The LPWA communication apparatus 100 receives data from the wireless communication network 300 via wireless layer and IP address management by wired communication such as Ethernet (registered trademark). The LPWA communication apparatus 100 has an IP layer, a transport layer (UDP or TCP), and SSL. The IP layer receives data in the form of IP packets via the wireless layer and IP address management, processes the received data in the transport layer (UDP or TCP), and performs decryption (decryption) by SSL.

The LPWA communication apparatus 100 transmits the decrypted data to the host device 200 via the USB or the UART. The host device 200 processes the data received from the LPWA communication apparatus 100 via the USB or UART by the application layer.

(Configuration of LPWA communication device)
FIG. 3 is a diagram showing the configuration of the LPWA communication apparatus 100. As shown in FIG.

As shown in FIG. 3, the LPWA communication apparatus 100 includes an antenna 110, a front end unit 120, a processor 130, a memory 140, and a power management unit 150. The host device 200, a User Identity Module (UIM) / Subscriber Identity Module (SIM) 160, and a sensor 170 can be connected to the LPWA communication apparatus 100 via an interface (not shown).

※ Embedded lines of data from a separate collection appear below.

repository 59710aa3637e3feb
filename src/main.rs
use std::{net::SocketAddr, process, sync::Arc};

use latex_compiler::{
    application::{
        compile::{CompilationService, HealthStatus},
        error::AppError,
    },
    config::{self, Settings},
    infra::{
        error::InfraError,
        http::{self, HttpState, RateLimiter},
        telemetry,
    },
};
use tokio::{sync::watch, task::JoinHandle};
use tracing::{Dispatch, Level, debug, dispatcher, error, info, warn};
use tracing_subscriber::fmt as tracing_fmt;

#[tokio::main]
async fn main() {
    match run().await {
        Ok(code) => process::exit(code),
        Err(error) => {
            report_application_error(&error);
            process::exit(1);
        }
    }
}

fn report_application_error(error: &AppError) {
    if dispatcher::has_been_set() {
        error!(error = %error, "application error");
        return;
    }

    let subscriber = tracing_fmt().with_max_level(Level::ERROR).finish();
    let dispatch = Dispatch::new(subscriber);
    dispatcher::with_default(&dispatch, || {
        error!(error = %error, "application error");
    });
}

async fn run() -> Result<i32, AppError> {
    let (cli_args, settings) = config::load_with_cli()
        .map_err(|err| AppError::from(InfraError::configuration(err.to_string())))?;

    let command = cli_args
        .command
        .unwrap_or(config::Command::Serve(Box::<config::ServeArgs>::default()));

    let _telemetry = telemetry::init(&settings.logging).map_err(AppError::from)?;

    let service = CompilationService::from_settings(&settings.compiler)
        .map_err(|err| AppError::from(InfraError::from(err)))?;

    match command {
        config::Command::Serve(_) => {
            run_serve(settings, service).await?;
            Ok(0)
        }
        config::Command::Check(_) => Ok(run_check(&service).await),
    }
}

async fn run_check(service: &CompilationService) -> i32 {
    let status = service.check_toolchain().await;
    info!(
        target = "latex_compiler::check",
        status = status.as_str(),
        "Toolchain self-check finished"
    );
    match status {
        HealthStatus::Ok => 0,
        HealthStatus::Error => 1,
    }
}

async fn run_serve(settings: Settings, service: CompilationService) -> Result<(), AppError> {
    let rate_limiter = Arc::new(
        RateLimiter::new(
            std::time::Duration::from_secs(u64::from(settings.rate_limit.window_seconds.get())),
            settings.rate_limit.max_requests.get(),
        )
        .trust_forwarded_for(settings.rate_limit.trust_forwarded_for),
    );
    let prune_handle = spawn_rate_limit_pruner(rate_limiter.clone());

    let state = HttpState {
        service: Arc::new(service),
        rate_limiter,
        environment: settings.environment,
    };
    let body_limit = usize::try_from(settings.uploads.max_request_bytes.get())
        .map_err(|_| AppError::unexpected("uploads.max_request_bytes exceeds usize"))?;
    let router = http::build_router(state, body_limit, &settings.cors);

    let listener = tokio::net::TcpListener::bind(settings.server.addr)
        .await
        .map_err(|err| AppError::from(InfraError::from(err)))?;
    info!(
        target = "latex_compiler::serve",
        addr = %settings.server.addr,
        environment = %settings.environment,
        program = %settings.compiler.program.display(),
        "Listening"
    );

    let (signal_tx, mut signal_rx) = watch::channel(false);
    let server = axum::serve(
        listener,
        router.into_make_service_with_connect_info::<SocketAddr>(),
    )
    .with_graceful_shutdown(async move {
        shutdown_signal().await;
        let _ = signal_tx.send(true);
    });
    let mut server_handle = tokio::spawn(async move { server.await });

    let finished = tokio::select! {
        joined = &mut server_handle => Some(joined),
        _ = signal_rx.wait_for(|received| *received) => None,
    };

    let result = match finished {
        Some(joined) => joined,
        None => {
            info!(
                target = "latex_compiler::serve",
                grace_seconds = settings.server.graceful_shutdown.as_secs(),
                "Shutdown requested, draining in-flight requests"
            );
            match tokio::time::timeout(settings.server.graceful_shutdown, &mut server_handle).await
            {
                Ok(joined) => joined,
                Err(_) => {
                    warn!(
                        target = "latex_compiler::serve",
                        "Graceful shutdown window elapsed, aborting remaining requests"
                    );
                    server_handle.abort();
                    Ok(Ok(()))
                }
            }
        }
    };

    prune_handle.abort();
    let _ = prune_handle.await;

    result
        .map_err(|err| AppError::unexpected(format!("server task failed: {err}")))?
        .map_err(|err| AppError::unexpected(format!("server error: {err}")))
}

fn spawn_rate_limit_pruner(limiter: Arc<RateLimiter>) -> JoinHandle<()> {
    tokio::spawn(async move {
        let mut interval = tokio::time::interval(limiter.window());
        interval.tick().await; // Skip the first immediate tick
        loop {
            interval.tick().await;
            let pruned = limiter.prune();
            if pruned > 0 {
                debug!(
                    target = "latex_compiler::http::rate_limit",
                    pruned,
                    "Pruned idle rate-limit buckets"
                );
            }
        }
    })
}

async fn shutdown_signal() {
    let ctrl_c = async {
        if let Err(err) = tokio::signal::ctrl_c().await {
            warn!(target = "latex_compiler::serve", error = %err, "Failed to listen for Ctrl+C");
            std::future::pending::<()>().await;
        }
    };

    #[cfg(unix)]
    let terminate = async {
        match tokio::signal::unix::signal(tokio::signal::unix::SignalKind::terminate()) {
            Ok(mut signal) => {
                signal.recv().await;
            }
            Err(err) => {
                warn!(target = "latex_compiler::serve", error = %err, "Failed to listen for SIGTERM");
                std::future::pending::<()>().await;
            }
        }
    };

    #[cfg(not(unix))]
    let terminate = std::future::pending::<()>();

    tokio::select! {
        _ = ctrl_c => {},
        _ = terminate => {},
    }
}
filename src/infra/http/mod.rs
pub mod error;
mod handlers;
pub mod middleware;
pub mod rate_limit;

use std::sync::Arc;

use axum::{
    Router,
    extract::DefaultBodyLimit,
    http::HeaderValue,
    middleware::{from_fn, from_fn_with_state},
    routing::{get, post},
};
use tower_http::cors::{AllowHeaders, AllowMethods, AllowOrigin, Any, CorsLayer};
use tracing::warn;

use crate::{
    application::compile::CompilationService,
    config::{AppEnvironment, CorsOrigins, CorsSettings},
};

pub use rate_limit::RateLimiter;

pub const RATE_LIMITED_METRIC: &str = "latex_http_rate_limited_total";

pub const COMPILE_ROUTE: &str = "/v1/compiler/tex_file/";

#[derive(Clone)]
pub struct HttpState {
    pub service: Arc<CompilationService>,
    pub rate_limiter: Arc<RateLimiter>,
    pub environment: AppEnvironment,
}

pub fn build_router(state: HttpState, body_limit: usize, cors: &CorsSettings) -> Router {
    Router::new()
        .route("/", get(handlers::root))
        .route("/healthz", get(handlers::health_check))
        .route(COMPILE_ROUTE, post(handlers::compile_tex_file))
        .route(
            COMPILE_ROUTE.trim_end_matches('/'),
            post(handlers::compile_tex_file),
        )
        .layer(DefaultBodyLimit::max(body_limit))
        .layer(from_fn_with_state(state.clone(), middleware::rate_limit))
        .layer(from_fn(middleware::log_responses))
        .layer(from_fn(middleware::set_request_context))
        .layer(cors_layer(cors))
        .with_state(state)
}

fn cors_layer(settings: &CorsSettings) -> CorsLayer {
    match &settings.origins {
        CorsOrigins::Any => CorsLayer::new()
            .allow_origin(Any)
            .allow_methods(Any)
            .allow_headers(Any),
        CorsOrigins::List(origins) => {
            let origins: Vec<HeaderValue> = origins
                .iter()
                .filter_map(|origin| match HeaderValue::from_str(origin) {
                    Ok(value) => Some(value),
                    Err(err) => {
                        warn!(
                            target = "latex_compiler::http::cors",
                            origin = %origin,
                            error = %err,
                            "Ignoring invalid CORS origin"
                        );
                        None
                    }
                })
                .collect();
            // Credentials cannot be combined with wildcards, so mirror the request instead.
            CorsLayer::new()
                .allow_origin(AllowOrigin::list(origins))
                .allow_methods(AllowMethods::mirror_request())
                .allow_headers(AllowHeaders::mirror_request())
                .allow_credentials(true)
        }
    }
}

The UIM / SIM 160 stores subscriber information and the like necessary for wireless communication with the wireless communication network 300. The sensor 170 measures, for example, temperature, humidity, barometric pressure, illuminance, acceleration, geomagnetism, and the like, and outputs a measured value. The LPWA communication apparatus 100 may further include a Global Navigation Satellite System (GNSS) receiver (for example, a Global Positioning System (GPS) receiver).

The antenna 110 is used to transmit and receive a radio signal. The front end unit 120 performs amplification processing, filter processing, and the like on the radio signal received by the antenna 110, converts the radio signal into a baseband signal, and outputs the baseband signal to the processor 130. Further, the front end unit 120 converts the baseband signal input from the processor 130 into a wireless signal, performs amplification processing and the like, and outputs the signal to the antenna 110.

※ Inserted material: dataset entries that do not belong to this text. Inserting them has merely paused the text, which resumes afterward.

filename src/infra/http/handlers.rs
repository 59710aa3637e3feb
use axum::{
    Json,
    body::Body,
    extract::{Multipart, State, multipart::MultipartError},
    http::{
        HeaderValue, StatusCode,
        header::{CONTENT_DISPOSITION, CONTENT_LENGTH, CONTENT_TYPE},
    },
    response::{IntoResponse, Response},
};
use futures::StreamExt;
use serde_json::json;
use tokio_util::io::ReaderStream;
use tracing::error;

use crate::{
    application::{
        compile::{CompiledJob, HealthStatus, PipelineError},
        error::ErrorReport,
    },
    domain::jobs::OUTPUT_EXTENSION,
    infra::workspace::StageError,
};

use super::{
    HttpState,
    error::{ApiError, codes},
};

const SOURCE: &str = "infra::http::handlers";
const UPLOAD_FIELD: &str = "file";
const PDF_CONTENT_TYPE: &str = "application/pdf";
const LOG_CONTENT_TYPE: &str = "text/plain; charset=utf-8";
const LOG_FILENAME: &str = "error.log";

pub async fn root(State(state): State<HttpState>) -> Json<serde_json::Value> {
    Json(json!({
        "message": format!("Latex-Compiler is running on {} Environment", state.environment),
    }))
}

pub async fn health_check(State(state): State<HttpState>) -> Response {
    let health = state.service.check_toolchain().await;
    let status = match health {
        HealthStatus::Ok => StatusCode::OK,
        HealthStatus::Error => StatusCode::SERVICE_UNAVAILABLE,
    };
    let mut response = (status, Json(json!({ "status": health.as_str() }))).into_response();
    if !status.is_success() {
        ErrorReport::from_message(
            "infra::http::healthz",
            status,
            "toolchain failed to compile the health-check document",
        )
        .attach(&mut response);
    }
    response
}

/// Compile an uploaded `.tex` file and return the PDF or the compile log.
pub async fn compile_tex_file(
    State(state): State<HttpState>,
    mut multipart: Multipart,
) -> Result<Response, ApiError> {
    let field = loop {
        match multipart.next_field().await.map_err(multipart_error)? {
            Some(field) if field.name() == Some(UPLOAD_FIELD) => break field,
            Some(_) => continue,
            None => {
                return Err(ApiError::bad_request(
                    "missing upload field",
                    Some(format!("send the source in a multipart field named `{UPLOAD_FIELD}`")),
                ));
            }
        }
    };

    let filename = field
        .file_name()
        .map(str::to_owned)
        .filter(|name| !name.trim().is_empty());
    let stream = field.map(|chunk| chunk.map_err(stage_error));

    let compiled = state
        .service
        .compile_stream(filename.as_deref(), stream)
        .await?;

    artifact_response(compiled).await
}

/// Stream the artifact back; the job's cleanup guard rides along in the body.
async fn artifact_response(compiled: CompiledJob) -> Result<Response, ApiError> {
    let CompiledJob {
        job,
        result,
        cleanup,
    } = compiled;

    let file = match tokio::fs::File::open(&result.artifact_path).await {
        Ok(file) => file,
        Err(err) => {
            error!(
                target = SOURCE,
                op = "compile_tex_file",
                job_id = %job.id(),
                path = %result.artifact_path.display(),
                error = %err,
                "Failed to open compilation artifact"
            );
            return Err(ApiError::server_error(codes::INTERNAL, &err));
        }
    };
    let length = file.metadata().await.ok().map(|meta| meta.len());

    let body = ReaderStream::new(file).map(move |chunk| {
        let _ = &cleanup;
        chunk
    });

    let (status, content_type, disposition) = if result.succeeded {
        (
            StatusCode::OK,
            PDF_CONTENT_TYPE,
            format!(
                "inline; filename=\"{}{OUTPUT_EXTENSION}\"",
                job.paths().base_name()
            ),
        )
    } else {
        (
            StatusCode::UNPROCESSABLE_ENTITY,
            LOG_CONTENT_TYPE,
            format!("attachment; filename=\"{LOG_FILENAME}\""),
        )
    };

    let mut response = Response::new(Body::from_stream(body));
    *response.status_mut() = status;
    let headers = response.headers_mut();
    headers.insert(CONTENT_TYPE, HeaderValue::from_static(content_type));
    if let Ok(value) = HeaderValue::from_str(&disposition) {
        headers.insert(CONTENT_DISPOSITION, value);
    }
    if let Some(length) = length {
        headers.insert(CONTENT_LENGTH, HeaderValue::from(length));
    }

    if !result.succeeded {
        let summary = if result.timed_out {
            "compilation timed out".to_string()
        } else {
            match result.exit_code {
                Some(code) => format!("compilation failed with exit code {code}"),
                None => "compilation failed".to_string(),
            }
        };
        ErrorReport::from_message("infra::http::compile", status, summary).attach(&mut response);
    }

    Ok(response)
}

fn multipart_error(err: MultipartError) -> ApiError {
    if err.status() == StatusCode::PAYLOAD_TOO_LARGE {
        return PipelineError::Stage(stage_error(err)).into();
    }
    ApiError::bad_request("invalid multipart payload", Some(err.body_text()))
}

fn stage_error(err: MultipartError) -> StageError {
    if err.status() == StatusCode::PAYLOAD_TOO_LARGE {
        StageError::PayloadTooLarge {
            source: Box::new(err),
        }
    } else {
        StageError::PayloadStream {
            source: Box::new(err),
        }
    }
}
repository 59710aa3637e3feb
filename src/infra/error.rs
use thiserror::Error;

#[derive(Debug, Error)]
pub enum InfraError {
    #[error("io error: {0}")]
    Io(#[from] std::io::Error),
    #[error("telemetry initialization failed: {0}")]
    Telemetry(String),
    #[error("configuration error: {message}")]
    Configuration { message: String },
}

impl InfraError {
    pub fn configuration(message: impl Into<String>) -> Self {
        Self::Configuration {
            message: message.into(),
        }
    }

    pub fn telemetry(message: impl Into<String>) -> Self {
        Self::Telemetry(message.into())
    }
}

The processor 130 performs various processing and control in the LPWA communication apparatus 100. The memory 140 includes volatile memory and non-volatile memory, and stores programs executed by the processor 130 and information used for processing by the processor 130.

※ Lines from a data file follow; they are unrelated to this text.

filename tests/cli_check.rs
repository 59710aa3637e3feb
#![cfg(unix)]

use std::os::unix::fs::PermissionsExt;
use std::path::Path;

use assert_cmd::Command;
use predicates::str::contains;
use tempfile::TempDir;

const FAKE_TECTONIC: &str = concat!(
    env!("CARGO_MANIFEST_DIR"),
    "/tests/fixtures/fake-tectonic.sh"
);

fn workspace(source: &str) -> TempDir {
    std::fs::set_permissions(FAKE_TECTONIC, std::fs::Permissions::from_mode(0o755))
        .expect("set perms");
    let dir = TempDir::new().expect("temp dir");
    std::fs::create_dir_all(dir.path().join("assets")).expect("assets dir");
    std::fs::write(dir.path().join("assets/health_check.tex"), source).expect("health source");
    dir
}

fn check_command(dir: &Path, program: &Path) -> Command {
    let mut cmd = Command::new(assert_cmd::cargo::cargo_bin!("latex-compiler"));
    cmd.current_dir(dir)
        .env("RUST_LOG", "info")
        .arg("check")
        .arg("--compiler-program")
        .arg(program)
        .arg("--compiler-work-dir")
        .arg(dir.join("uploads"))
        .arg("--compiler-health-check-source")
        .arg(dir.join("assets/health_check.tex"));
    cmd
}

#[test]
fn check_passes_with_working_toolchain() {
    let dir = workspace("\\documentclass{article}\\begin{document}ok\\end{document}");

    check_command(dir.path(), Path::new(FAKE_TECTONIC))
        .assert()
        .success()
        .stdout(contains("Toolchain self-check finished"));

    assert!(dir.path().join("assets/health_check.tex").exists());
    assert!(!dir.path().join("assets/health_check.pdf").exists());
    assert_eq!(std::fs::read_dir(dir.path().join("uploads")).unwrap().count(), 0);
}

#[test]
fn check_passes_with_read_only_assets() {
    let dir = workspace("\\documentclass{article}\\begin{document}ok\\end{document}");
    let assets = dir.path().join("assets");
    std::fs::set_permissions(&assets, std::fs::Permissions::from_mode(0o555)).expect("read-only");

    let assert = check_command(dir.path(), Path::new(FAKE_TECTONIC)).assert();
    std::fs::set_permissions(&assets, std::fs::Permissions::from_mode(0o755)).expect("restore");

    assert.success();
    assert_eq!(std::fs::read_dir(&assets).unwrap().count(), 1);
}

#[test]
fn check_fails_when_document_does_not_compile() {
    let dir = workspace("\\documentclass{article}\\begin{document}broken");

    check_command(dir.path(), Path::new(FAKE_TECTONIC))
        .assert()
        .failure()
        .code(1);
}

#[test]
fn check_fails_without_toolchain() {
    let dir = workspace("\\documentclass{article}\\begin{document}ok\\end{document}");

    check_command(dir.path(), &dir.path().join("does-not-exist"))
        .assert()
        .failure();
}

Power management unit 150 includes a battery and its peripheral circuits. The power management unit 150 supplies drive power to the LPWA communication apparatus 100. When the LPWA communication apparatus 100 is connected to the host device 200 by USB, drive power may be supplied from the host device 200 by USB power feeding.

The processor 130 performs wireless communication with the wireless communication network 300 by the LPWA method. The processor 130 receives data transmitted using the UDP from the wireless communication network 300. When the processor 130 is connected to the host device 200, the processor 130 can transfer the received data addressed to the host device 200 to the host device 200.

The front end unit 120 and the processor 130 shift to a power saving state in which wireless communication is stopped in a period in which no data communication occurs. Since power supply to the front end unit 120 and the like can be stopped in the power saving state, power saving of the LPWA communication apparatus 100 can be realized.

The front end unit 120 and the processor 130 resume wireless communication after a predetermined time has elapsed since the transition to the power saving state. The predetermined time may be determined by the DRX cycle or may be determined by a timer value for PSM. The timer values for the DRX cycle and the PSM are information shared by the LPWA communication apparatus 100 and the MME 320. The processor 130 resumes wireless communication after a predetermined time has elapsed, and then receives data stored in the wireless communication network 300 (GW 330) while in the power saving state.

In the present specification, for convenience, the LPWA communication apparatus 100 executes the process executed by at least one of the antenna 110, the front end unit 120, the processor 130, the memory 140, and the power management unit 150 included in the LPWA communication apparatus 100. Description will be made as processing (operation).

(Configuration of base station)
FIG. 4 shows the configuration of base station 310. As shown in FIG.

As shown in FIG. 4, the base station 310 includes antenna (s) 311, a front end unit 312, a processor 313, a memory 314, and a power management unit 315.

The antenna (s) 311 are used to transmit and receive wireless signals. The front end unit 312 performs amplification processing, filter processing, and the like on the wireless signal received by the antenna 311, converts the wireless signal into a baseband signal, and outputs the baseband signal to the processor 313. Further, the front end unit 312 converts the baseband signal input from the processor 313 into a wireless signal, performs amplification processing and the like, and outputs the result to the antenna 311.

The processor 313 performs various processing and control in the base station 310. The processor 313 performs wireless communication with the LPWA communication apparatus 100 by the LPWA method. The processor 130 receives, from the LPWA communication apparatus 100, data to be transmitted using UDP. The processor 313 is connected to a network node (for example, the MME 320) in the wireless communication network 300 via a backhaul and communicates with the network node.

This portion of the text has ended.